//! Bounded message queues.
//!
//! §4.7. Messages are fixed-size and copied by value into a caller-supplied
//! byte buffer backing the ring; there is no per-queue wait list distinct
//! from the scheduler's blocked set; send- and receive-blocked tasks are
//! told apart purely by `BlockReason::QueueSend` vs. `QueueRecv` on the same
//! object key, exactly as the reference source's single `(reason, object)`
//! match subsumes both.
use core::num::NonZeroU8;

use crate::{
    config::MAX_QUEUES,
    list::TaskIndex,
    sched::Scheduler,
    task::{BlockReason, TaskPool},
    Error, Result,
};

/// A 1-based index into the static queue pool.
#[derive(Debug, Clone, Copy, PartialEq, Eq)]
pub struct QueueIndex(NonZeroU8);

impl QueueIndex {
    fn new(i: usize) -> Self {
        debug_assert!(i < MAX_QUEUES);
        Self(NonZeroU8::new(i as u8 + 1).expect("pool index in range"))
    }

    pub fn get(self) -> usize {
        self.0.get() as usize - 1
    }
}

/// Maximum message size the static buffer backing constructor accepts. The
/// reference source takes an arbitrary caller buffer sized
/// `capacity * msg_size`; this core additionally caps `msg_size` so the
/// per-queue storage can live in a fixed-size array rather than a slice the
/// caller must keep alive for the queue's entire lifetime.
pub const MAX_MESSAGE_SIZE: usize = 32;

/// One queue's bookkeeping and storage.
#[derive(Clone, Copy)]
struct QueueCb {
    in_use: bool,
    msg_size: usize,
    capacity: usize,
    head: usize,
    tail: usize,
    count: usize,
    buf: [u8; MAX_MESSAGE_SIZE * 8],
}

impl QueueCb {
    const EMPTY: Self = Self {
        in_use: false,
        msg_size: 0,
        capacity: 0,
        head: 0,
        tail: 0,
        count: 0,
        buf: [0; MAX_MESSAGE_SIZE * 8],
    };

    fn empty() -> Self {
        Self::EMPTY
    }

    fn slot(&mut self, slot_idx: usize) -> &mut [u8] {
        let start = slot_idx * self.msg_size;
        &mut self.buf[start..start + self.msg_size]
    }
}

/// The static queue pool, indexed by [`QueueIndex`].
pub struct QueuePool {
    cbs: [QueueCb; MAX_QUEUES],
}

impl QueuePool {
    pub const fn new() -> Self {
        Self {
            cbs: [QueueCb::EMPTY; MAX_QUEUES],
        }
    }

    fn alloc_slot(&mut self) -> Option<QueueIndex> {
        self.cbs
            .iter()
            .position(|cb| !cb.in_use)
            .map(QueueIndex::new)
    }

    /// §4.7 creation. `capacity * msg_size` must fit the fixed per-slot
    /// storage (see [`MAX_MESSAGE_SIZE`]).
    pub fn create(&mut self, msg_size: usize, capacity: usize) -> Result<QueueIndex> {
        if msg_size == 0 || msg_size > MAX_MESSAGE_SIZE || capacity == 0 || capacity > 8 {
            return Err(Error::Param);
        }
        let idx = self.alloc_slot().ok_or(Error::NoMem)?;
        self.cbs[idx.get()] = QueueCb {
            in_use: true,
            msg_size,
            capacity,
            head: 0,
            tail: 0,
            count: 0,
            buf: [0; MAX_MESSAGE_SIZE * 8],
        };
        Ok(idx)
    }

    /// Wakes every blocked sender and receiver with [`Error::Deleted`].
    pub fn delete(&mut self, sched: &mut Scheduler, pool: &mut TaskPool, idx: QueueIndex) {
        sched.unblock_all(pool, BlockReason::QueueSend, idx.get(), Err(Error::Deleted));
        sched.unblock_all(pool, BlockReason::QueueRecv, idx.get(), Err(Error::Deleted));
        self.cbs[idx.get()] = QueueCb::empty();
    }

    fn push_back(&mut self, idx: QueueIndex, msg: &[u8]) {
        let cb = &mut self.cbs[idx.get()];
        let slot_idx = cb.tail;
        cb.tail = (cb.tail + 1) % cb.capacity;
        cb.count += 1;
        cb.slot(slot_idx).copy_from_slice(msg);
    }

    fn push_front(&mut self, idx: QueueIndex, msg: &[u8]) {
        let cb = &mut self.cbs[idx.get()];
        cb.head = (cb.head + cb.capacity - 1) % cb.capacity;
        cb.count += 1;
        let head = cb.head;
        cb.slot(head).copy_from_slice(msg);
    }

    /// §4.7 `send_back`: appended at the tail, dequeued in FIFO order.
    pub fn send_back(
        &mut self,
        sched: &mut Scheduler,
        pool: &mut TaskPool,
        idx: QueueIndex,
        caller: TaskIndex,
        msg: &[u8],
        timeout: u32,
    ) -> Result<()> {
        self.send(sched, pool, idx, caller, msg, timeout, false)
    }

    /// §4.7 `send_front`: jumps the queue, delivered before anything already
    /// enqueued.
    pub fn send_front(
        &mut self,
        sched: &mut Scheduler,
        pool: &mut TaskPool,
        idx: QueueIndex,
        caller: TaskIndex,
        msg: &[u8],
        timeout: u32,
    ) -> Result<()> {
        self.send(sched, pool, idx, caller, msg, timeout, true)
    }

    fn send(
        &mut self,
        sched: &mut Scheduler,
        pool: &mut TaskPool,
        idx: QueueIndex,
        caller: TaskIndex,
        msg: &[u8],
        timeout: u32,
        front: bool,
    ) -> Result<()> {
        if msg.len() != self.cbs[idx.get()].msg_size {
            return Err(Error::Param);
        }
        if self.cbs[idx.get()].count < self.cbs[idx.get()].capacity {
            if front {
                self.push_front(idx, msg);
            } else {
                self.push_back(idx, msg);
            }
            sched.unblock_one(pool, BlockReason::QueueRecv, idx.get(), Ok(()));
            return Ok(());
        }
        if timeout == crate::config::TIMEOUT_NONE {
            return Err(Error::Timeout);
        }
        sched.block_task(pool, BlockReason::QueueSend, idx.get(), timeout);
        let result = pool.tasks[caller.get()].block_result;
        result?;
        // Woken because a receiver made space; retry the copy now that we
        // hold the critical section again.
        if front {
            self.push_front(idx, msg);
        } else {
            self.push_back(idx, msg);
        }
        sched.unblock_one(pool, BlockReason::QueueRecv, idx.get(), Ok(()));
        Ok(())
    }

    /// Non-blocking, ISR-safe send to the back of the queue.
    pub fn send_isr(&mut self, sched: &mut Scheduler, pool: &mut TaskPool, idx: QueueIndex, msg: &[u8]) -> Result<()> {
        if msg.len() != self.cbs[idx.get()].msg_size {
            return Err(Error::Param);
        }
        if self.cbs[idx.get()].count >= self.cbs[idx.get()].capacity {
            return Err(Error::Overflow);
        }
        self.push_back(idx, msg);
        sched.unblock_one(pool, BlockReason::QueueRecv, idx.get(), Ok(()));
        Ok(())
    }

    fn pop_front(&mut self, idx: QueueIndex, out: &mut [u8], consume: bool) {
        let cb = &mut self.cbs[idx.get()];
        let slot_idx = cb.head;
        let start = slot_idx * cb.msg_size;
        out.copy_from_slice(&cb.buf[start..start + cb.msg_size]);
        if consume {
            cb.head = (cb.head + 1) % cb.capacity;
            cb.count -= 1;
        }
    }

    /// §4.7 `receive`: pops from the head and advances it.
    pub fn receive(
        &mut self,
        sched: &mut Scheduler,
        pool: &mut TaskPool,
        idx: QueueIndex,
        caller: TaskIndex,
        out: &mut [u8],
        timeout: u32,
    ) -> Result<()> {
        self.recv(sched, pool, idx, caller, out, timeout, true)
    }

    /// §4.7 `peek`: reads the head without advancing it.
    pub fn peek(
        &mut self,
        sched: &mut Scheduler,
        pool: &mut TaskPool,
        idx: QueueIndex,
        caller: TaskIndex,
        out: &mut [u8],
        timeout: u32,
    ) -> Result<()> {
        self.recv(sched, pool, idx, caller, out, timeout, false)
    }

    fn recv(
        &mut self,
        sched: &mut Scheduler,
        pool: &mut TaskPool,
        idx: QueueIndex,
        caller: TaskIndex,
        out: &mut [u8],
        timeout: u32,
        consume: bool,
    ) -> Result<()> {
        if out.len() != self.cbs[idx.get()].msg_size {
            return Err(Error::Param);
        }
        if self.cbs[idx.get()].count > 0 {
            self.pop_front(idx, out, consume);
            if consume {
                sched.unblock_one(pool, BlockReason::QueueSend, idx.get(), Ok(()));
            }
            return Ok(());
        }
        if timeout == crate::config::TIMEOUT_NONE {
            return Err(Error::Timeout);
        }
        sched.block_task(pool, BlockReason::QueueRecv, idx.get(), timeout);
        let result = pool.tasks[caller.get()].block_result;
        result?;
        self.pop_front(idx, out, consume);
        if consume {
            sched.unblock_one(pool, BlockReason::QueueSend, idx.get(), Ok(()));
        }
        Ok(())
    }

    /// §4.7 `reset`: drops all queued messages and wakes every waiter (both
    /// directions) with [`Error::State`].
    pub fn reset(&mut self, sched: &mut Scheduler, pool: &mut TaskPool, idx: QueueIndex) {
        sched.unblock_all(pool, BlockReason::QueueSend, idx.get(), Err(Error::State));
        sched.unblock_all(pool, BlockReason::QueueRecv, idx.get(), Err(Error::State));
        let cb = &mut self.cbs[idx.get()];
        cb.head = 0;
        cb.tail = 0;
        cb.count = 0;
    }

    pub fn get_count(&self, idx: QueueIndex) -> usize {
        self.cbs[idx.get()].count
    }

    pub fn get_space(&self, idx: QueueIndex) -> usize {
        let cb = &self.cbs[idx.get()];
        cb.capacity - cb.count
    }

    pub fn is_empty(&self, idx: QueueIndex) -> bool {
        self.cbs[idx.get()].count == 0
    }

    pub fn is_full(&self, idx: QueueIndex) -> bool {
        let cb = &self.cbs[idx.get()];
        cb.count == cb.capacity
    }
}

#[cfg(test)]
mod tests {
    use super::*;
    use crate::task::TaskAttr;

    fn make_task(pool: &mut TaskPool, priority: u8) -> TaskIndex {
        let idx = pool.alloc_slot().unwrap();
        let attr = TaskAttr {
            entry: dummy_entry,
            arg: 0,
            priority,
            stack_size: crate::config::MIN_STACK_SIZE,
        };
        pool.tasks[idx.get()].allocate(&attr, "t", 0);
        idx
    }
    extern "C" fn dummy_entry(_: usize) {}

    #[test]
    fn fifo_order_preserved_across_n_sends() {
        let mut pool = TaskPool::new();
        let mut sched = Scheduler::new();
        let mut q = QueuePool::new();
        let t = make_task(&mut pool, 5);
        sched.set_running(Some(t));

        let qi = q.create(4, 4).unwrap();
        let msgs: [u32; 4] = [0x01020304, 0x05060708, 0x090A0B0C, 0x0D0E0F10];
        for m in msgs {
            assert!(q
                .send_back(&mut sched, &mut pool, qi, t, &m.to_ne_bytes(), 0)
                .is_ok());
        }
        assert_eq!(
            q.send_back(&mut sched, &mut pool, qi, t, &0u32.to_ne_bytes(), 5),
            Err(Error::Timeout)
        );

        let mut out = [0u8; 4];
        for expected in msgs {
            assert!(q.receive(&mut sched, &mut pool, qi, t, &mut out, 0).is_ok());
            assert_eq!(u32::from_ne_bytes(out), expected);
        }
    }

    #[test]
    fn send_front_jumps_the_queue() {
        let mut pool = TaskPool::new();
        let mut sched = Scheduler::new();
        let mut q = QueuePool::new();
        let t = make_task(&mut pool, 5);
        sched.set_running(Some(t));

        let qi = q.create(1, 4).unwrap();
        q.send_back(&mut sched, &mut pool, qi, t, &[1], 0).unwrap();
        q.send_front(&mut sched, &mut pool, qi, t, &[2], 0).unwrap();

        let mut out = [0u8; 1];
        q.receive(&mut sched, &mut pool, qi, t, &mut out, 0).unwrap();
        assert_eq!(out, [2]);
        q.receive(&mut sched, &mut pool, qi, t, &mut out, 0).unwrap();
        assert_eq!(out, [1]);
    }

    #[test]
    fn peek_does_not_advance() {
        let mut pool = TaskPool::new();
        let mut sched = Scheduler::new();
        let mut q = QueuePool::new();
        let t = make_task(&mut pool, 5);
        sched.set_running(Some(t));

        let qi = q.create(1, 2).unwrap();
        q.send_back(&mut sched, &mut pool, qi, t, &[7], 0).unwrap();

        let mut out = [0u8; 1];
        q.peek(&mut sched, &mut pool, qi, t, &mut out, 0).unwrap();
        assert_eq!(out, [7]);
        assert_eq!(q.get_count(qi), 1);
        q.receive(&mut sched, &mut pool, qi, t, &mut out, 0).unwrap();
        assert_eq!(q.get_count(qi), 0);
    }

    #[test]
    fn reset_wakes_blocked_receiver_with_state_error() {
        let mut pool = TaskPool::new();
        let mut sched = Scheduler::new();
        let mut q = QueuePool::new();
        let t = make_task(&mut pool, 5);
        sched.add_task(&mut pool, t);
        sched.set_running(Some(t));

        let qi = q.create(1, 1).unwrap();
        sched.block_task(&mut pool, BlockReason::QueueRecv, qi.get(), crate::config::TIMEOUT_FOREVER);

        q.reset(&mut sched, &mut pool, qi);
        assert_eq!(pool.tasks[t.get()].block_result, Err(Error::State));
    }
}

---

• EXERCISE PROMPT: Once you find the string "Clone" in a line of the records, copy that line.

• RESPONSE FOR THIS EXERCISE:
#[derive(Debug, Clone, Copy, PartialEq, Eq)]
#[derive(Clone, Copy)]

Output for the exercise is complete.